TRIVIA WINNER: Congrats to Hank Farley, of Atlanta, GA who correctly answered the trivia question about Harry the Hat Walker's batting title. Walker won the batting title in 1947 with a .363 average. He started the season with St. Louis batting .200 in 10 games but on May 3rd, he was traded to Philadelphia where his hitting stroke took hold. He batted .371 the rest of the way with a league leading 16 triples. This week a new Trivia Contest. The Prize this week again is a Starbucks Gift Card.
NEW TRIVIA CONTEST: IF YOU ANSWER THE TRIVIA QUESTION CORRECTLY YOU WILL BE ENTERED INTO A WEEKLY DRAWING FOR A Starbucks Gift Card. YOU MUST ENTER VIA THE EMAIL AT THE END OF THIS COLUMN.
TRIVIA QUESTION: Willie McCovey made the final out of the 1962 World Series and in his career he was known as one of the game's most feared sluggers. How many times did McCovey hit more than 40 homers in a season?
ANSWER TO TRIVIA QUESTION IN THE PREVIOUS COLUMN: In 1947 Harry the Hat Walker won the batting title with a .363 average playing only 10 games for the Cardinals before being traded to Philadelphia where he batted .371 the rest of the way as a full time player.
In the 1960's if you asked most people who was the ace of the Yankee's staff and a stalwart in a World Series, most people would probably say Whitey Ford. In 1962 it was another long time major leaguer; Ralph Terry.
Terry had an awesome 1962, winning 23 games to Ford's 17 and leading the team in innings pitched with 298. He walked but 57 batters and struck out 176. All figures which outdistanced Ford. Perhaps, his most amazing feat was a 1.05 WHiP to Ford's 1.21.
It was in the World Series where he really stood out. That cool October day when Game One against the Giants began in San Francisco's Candlestick Park, it was Ford who got the call. He did not disappoint and neither did his Bronx Bomber teammates, responding with six runs as they defeated Billy O'Dell and the Giants 6-2. The six runs would be the second most scored by a winning team in the series which was supposed to be a slug-fest. In Game One Clete Boyer homered and Roger Maris drove in a pair, which was pretty much all the Yanks needed.
Terry got the start in Game Two but Yankee bats went silent, managing only three hits off Jack Sanford. A Willie McCovey homer was all the Giants needed as Terry gave up only six hits but two runs. San Francisco tied the series a 1-1.

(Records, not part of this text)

//! Configuration schema for oportuna.toml, with environment overrides.

use crate::payment::address;
use anyhow::{bail, Result};
use serde::{Deserialize, Serialize};

/// Which record store backs agents and conversations.
#[derive(Debug, Clone, Copy, PartialEq, Eq, Default, Serialize, Deserialize)]
#[serde(rename_all = "lowercase")]
pub enum StoreBackend {
    /// Local SQLite file at `db_path`.
    #[default]
    Sqlite,
    /// Hosted Supabase project (PostgREST).
    Supabase,
}

/// Root configuration structure.
#[derive(Debug, Clone, Serialize, Deserialize)]
#[serde(default)]
pub struct OportunaConfig {
    /// OpenAI-compatible API base URL.
    pub llm_api_url: String,

    /// Language model credential. Required for any reply generation.
    pub llm_api_key: String,

    /// Completion model name.
    pub llm_model: String,

    /// Response-length cap passed to the provider.
    pub max_response_tokens: u32,

    /// Sampling temperature passed to the provider.
    pub temperature: f64,

    /// Address that collects agent fees.
    pub receiving_address: String,

    /// Wallet-connection project identifier. Payments are disabled without it.
    pub wallet_project_id: String,

    pub store_backend: StoreBackend,

    /// Path to the SQLite database (sqlite backend).
    pub db_path: String,

    /// Supabase project URL (supabase backend).
    pub supabase_url: String,

    /// Supabase API key (supabase backend).
    pub supabase_key: String,

    /// Address the HTTP API binds to.
    pub listen_addr: String,

    /// Visitor messages answered before a fee-charging agent asks for payment.
    pub free_visitor_turns: usize,

    /// Idle minutes before an HTTP chat session is dropped.
    pub session_idle_minutes: u64,

    /// Upper bound on open HTTP chat sessions; the least recently used goes first.
    pub max_open_sessions: usize,

    /// Log level used when `--log-level` is not given.
    pub log_level: String,
}

impl Default for OportunaConfig {
    fn default() -> Self {
        Self {
            llm_api_url: "https://api.openai.com".into(),
            llm_api_key: String::new(),
            llm_model: "gpt-3.5-turbo".into(),
            max_response_tokens: 500,
            temperature: 0.7,
            receiving_address: String::new(),
            wallet_project_id: String::new(),
            store_backend: StoreBackend::Sqlite,
            db_path: "~/.oportuna/oportuna.db".into(),
            supabase_url: String::new(),
            supabase_key: String::new(),
            listen_addr: "127.0.0.1:8080".into(),
            free_visitor_turns: 3,
            session_idle_minutes: 30,
            max_open_sessions: 10_000,
            log_level: "info".into(),
        }
    }
}

/// Environment variables that override file settings.
const ENV_OVERRIDES: &[&str] = &[
    "OPENAI_API_KEY",
    "OPORTUNA_LLM_API_URL",
    "OPORTUNA_LLM_MODEL",
    "RECEIVING_ADDRESS",
    "WALLETCONNECT_PROJECT_ID",
    "SUPABASE_URL",
    "SUPABASE_ANON_KEY",
    "OPORTUNA_DB_PATH",
    "OPORTUNA_LISTEN_ADDR",
];

impl OportunaConfig {
    /// Resolve a path that may contain `~` to an absolute path.
    pub fn resolve_path(&self, path: &str) -> String {
        shellexpand::tilde(path).into_owned()
    }

    /// Resolved database path.
    pub fn resolved_db_path(&self) -> String {
        self.resolve_path(&self.db_path)
    }

    /// Apply overrides from the process environment.
    pub fn apply_env(&mut self) {
        self.apply_overrides(|key| std::env::var(key).ok());
    }

    /// Apply overrides from an arbitrary lookup. Empty values are ignored.
    pub fn apply_overrides(&mut self, lookup: impl Fn(&str) -> Option<String>) {
        for key in ENV_OVERRIDES {
            let Some(value) = lookup(key).filter(|v| !v.trim().is_empty()) else {
                continue;
            };
            let slot = match *key {
                "OPENAI_API_KEY" => &mut self.llm_api_key,
                "OPORTUNA_LLM_API_URL" => &mut self.llm_api_url,
                "OPORTUNA_LLM_MODEL" => &mut self.llm_model,
                "RECEIVING_ADDRESS" => &mut self.receiving_address,
                "WALLETCONNECT_PROJECT_ID" => &mut self.wallet_project_id,
                "SUPABASE_URL" => &mut self.supabase_url,
                "SUPABASE_ANON_KEY" => &mut self.supabase_key,
                "OPORTUNA_DB_PATH" => &mut self.db_path,
                "OPORTUNA_LISTEN_ADDR" => &mut self.listen_addr,
                _ => continue,
            };
            *slot = value.trim().to_string();
        }
    }

    /// Required fields that are currently unset, by name.
    pub fn missing_fields(&self) -> Vec<&'static str> {
        let mut missing = Vec::new();
        if self.llm_api_key.trim().is_empty() {
            missing.push("llm_api_key (OPENAI_API_KEY)");
        }
        if self.receiving_address.trim().is_empty() {
            missing.push("receiving_address (RECEIVING_ADDRESS)");
        }
        if self.store_backend == StoreBackend::Supabase {
            if self.supabase_url.trim().is_empty() {
                missing.push("supabase_url (SUPABASE_URL)");
            }
            if self.supabase_key.trim().is_empty() {
                missing.push("supabase_key (SUPABASE_ANON_KEY)");
            }
        }
        missing
    }

    /// Fail fast on missing or malformed settings before serving visitors.
    ///
    /// Normalizes the receiving address to its checksummed form.
    pub fn validate(&mut self) -> Result<()> {
        let missing = self.missing_fields();
        if !missing.is_empty() {
            bail!("Missing required configuration: {}", missing.join(", "));
        }
        if !(0.0..=2.0).contains(&self.temperature) {
            bail!("temperature must be between 0 and 2, got {}", self.temperature);
        }
        if self.max_response_tokens == 0 {
            bail!("max_response_tokens must be positive");
        }
        self.receiving_address = address::normalize(&self.receiving_address)?;
        Ok(())
    }

    /// Whether a wallet-connection project is configured.
    pub fn payments_enabled(&self) -> bool {
        !self.wallet_project_id.trim().is_empty()
    }
}

#[cfg(test)]
mod tests {
    use super::*;
    use std::collections::HashMap;

    const ADDR: &str = "0x5aaeb6053f3e94c9b9a09f33669435e7ef1beaed";

    #[test]
    fn test_defaults() {
        let cfg = OportunaConfig::default();
        assert_eq!(cfg.llm_model, "gpt-3.5-turbo");
        assert_eq!(cfg.max_response_tokens, 500);
        assert_eq!(cfg.free_visitor_turns, 3);
        assert_eq!(cfg.store_backend, StoreBackend::Sqlite);
        assert!(!cfg.payments_enabled());
    }

    #[test]
    fn test_env_overrides_skip_empty_values() {
        let env: HashMap<&str, &str> = [
            ("OPENAI_API_KEY", "sk-test"),
            ("RECEIVING_ADDRESS", "  "),
            ("OPORTUNA_LISTEN_ADDR", "0.0.0.0:9000"),
        ]
        .into_iter()
        .collect();

        let mut cfg = OportunaConfig {
            receiving_address: ADDR.into(),
            ..OportunaConfig::default()
        };
        cfg.apply_overrides(|k| env.get(k).map(|v| v.to_string()));

        assert_eq!(cfg.llm_api_key, "sk-test");
        assert_eq!(cfg.receiving_address, ADDR);
        assert_eq!(cfg.listen_addr, "0.0.0.0:9000");
    }

    #[test]
    fn test_validate_lists_every_missing_field() {
        let mut cfg = OportunaConfig {
            store_backend: StoreBackend::Supabase,
            ..OportunaConfig::default()
        };
        let err = cfg.validate().unwrap_err().to_string();
        assert!(err.contains("llm_api_key"));
        assert!(err.contains("receiving_address"));
        assert!(err.contains("supabase_url"));
        assert!(err.contains("supabase_key"));
    }

    #[test]
    fn test_validate_checksums_receiving_address() {
        let mut cfg = OportunaConfig {
            llm_api_key: "sk-test".into(),
            receiving_address: ADDR.into(),
            ..OportunaConfig::default()
        };
        cfg.validate().unwrap();
        assert_eq!(
            cfg.receiving_address,
            "0x5aAeb6053F3E94C9b9A09f33669435E7Ef1BeAed"
        );
    }

    #[test]
    fn test_validate_rejects_bad_address() {
        let mut cfg = OportunaConfig {
            llm_api_key: "sk-test".into(),
            receiving_address: "not-an-address".into(),
            ..OportunaConfig::default()
        };
        assert!(cfg.validate().is_err());
    }

    #[test]
    fn test_toml_roundtrip_keeps_backend() {
        let cfg = OportunaConfig {
            store_backend: StoreBackend::Supabase,
            supabase_url: "https://x.supabase.co".into(),
            ..OportunaConfig::default()
        };
        let text = toml::to_string_pretty(&cfg).unwrap();
        assert!(text.contains("store_backend = \"supabase\""));
        let back: OportunaConfig = toml::from_str(&text).unwrap();
        assert_eq!(back.store_backend, StoreBackend::Supabase);
        assert_eq!(back.supabase_url, "https://x.supabase.co");
    }
}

New York came back in game three to back the four hit pitching of Bill Stafford 3-2 and take a one game lead in the best of seven series. Ford got the call in Game Four and lasted six good innings before giving way to the relief corps. The Yankee staff gave up a total of seven runs in losing 7-3, to bring the series even again at 2-2.
Terry took the mound for his second start in Game Five and was neck and neck with Sanford until the eighth. Tom Tresh, batting third, got his second extra base hit of the night; a three run blast to put the Yanks ahead for good. Despite striking out 10, Sanford was on the losing end and Terry went the distance with an eight hitter.
New York hoped to close it out in Game Six but Ford was not up to it and the Giants were not going away. Whitey gave up five runs on nine hits in 4.2 innings and was gone along with the Yankee fans desire to avoid a Game Seven. San Francisco stayed alive with a 5-2 win.
Pitching on five days rest (he went the distance on October 10th), Terry faced the Giants in Game Seven on October 16th. Over 43,000 people filled Candlestick to see Terry take on Sanford again. It was a Tuesday afternoon in October and as anyone knows October near the Bay can be treacherous. The temperature was in the 60's with a 20 mile per hour wind - the wind tunnel so to speak in those days.
The game was scoreless until the fifth when Moose Skowron led off the inning with a single. Boyer followed with a single sending Skowron to third with nobody out. Sanford then did the unthinkable; he walked the opposing pitcher to load the bases. Lead off man Tony Kubek hit a sharp ground ball to shortstop Jose Pagan who quickly turned the double play allowing Skowron to score, making it 1-0.
It was a good move by the defense figuring one run would not make the difference. Unfortunately for the Giants it did. Terry was masterful until the ninth. The ninth inning involved one of the most memorable plays in World Series history.
Matty Alou led the Giants off with a bunt single. Brother Felipe and Chuck Hiller struck out. With San Francisco down to it's final out, Willie Mays banged a double off Terry, sending Matty to third and bringing up the dangerous McCovey. McCovey had tripled earlier in the game and today never would have gotten to swing the bat. Orlando Cepeda, just as dangerous but batting a lowly .158 in the series, was on deck.
Terry allowed just four hits, striking out four and did not walk a batter, going 2-1 in the Series with a 1.80 ERA. He gave up only five runs in 25 innings and walked just two batters in leading New York to a 4-3 Series victory.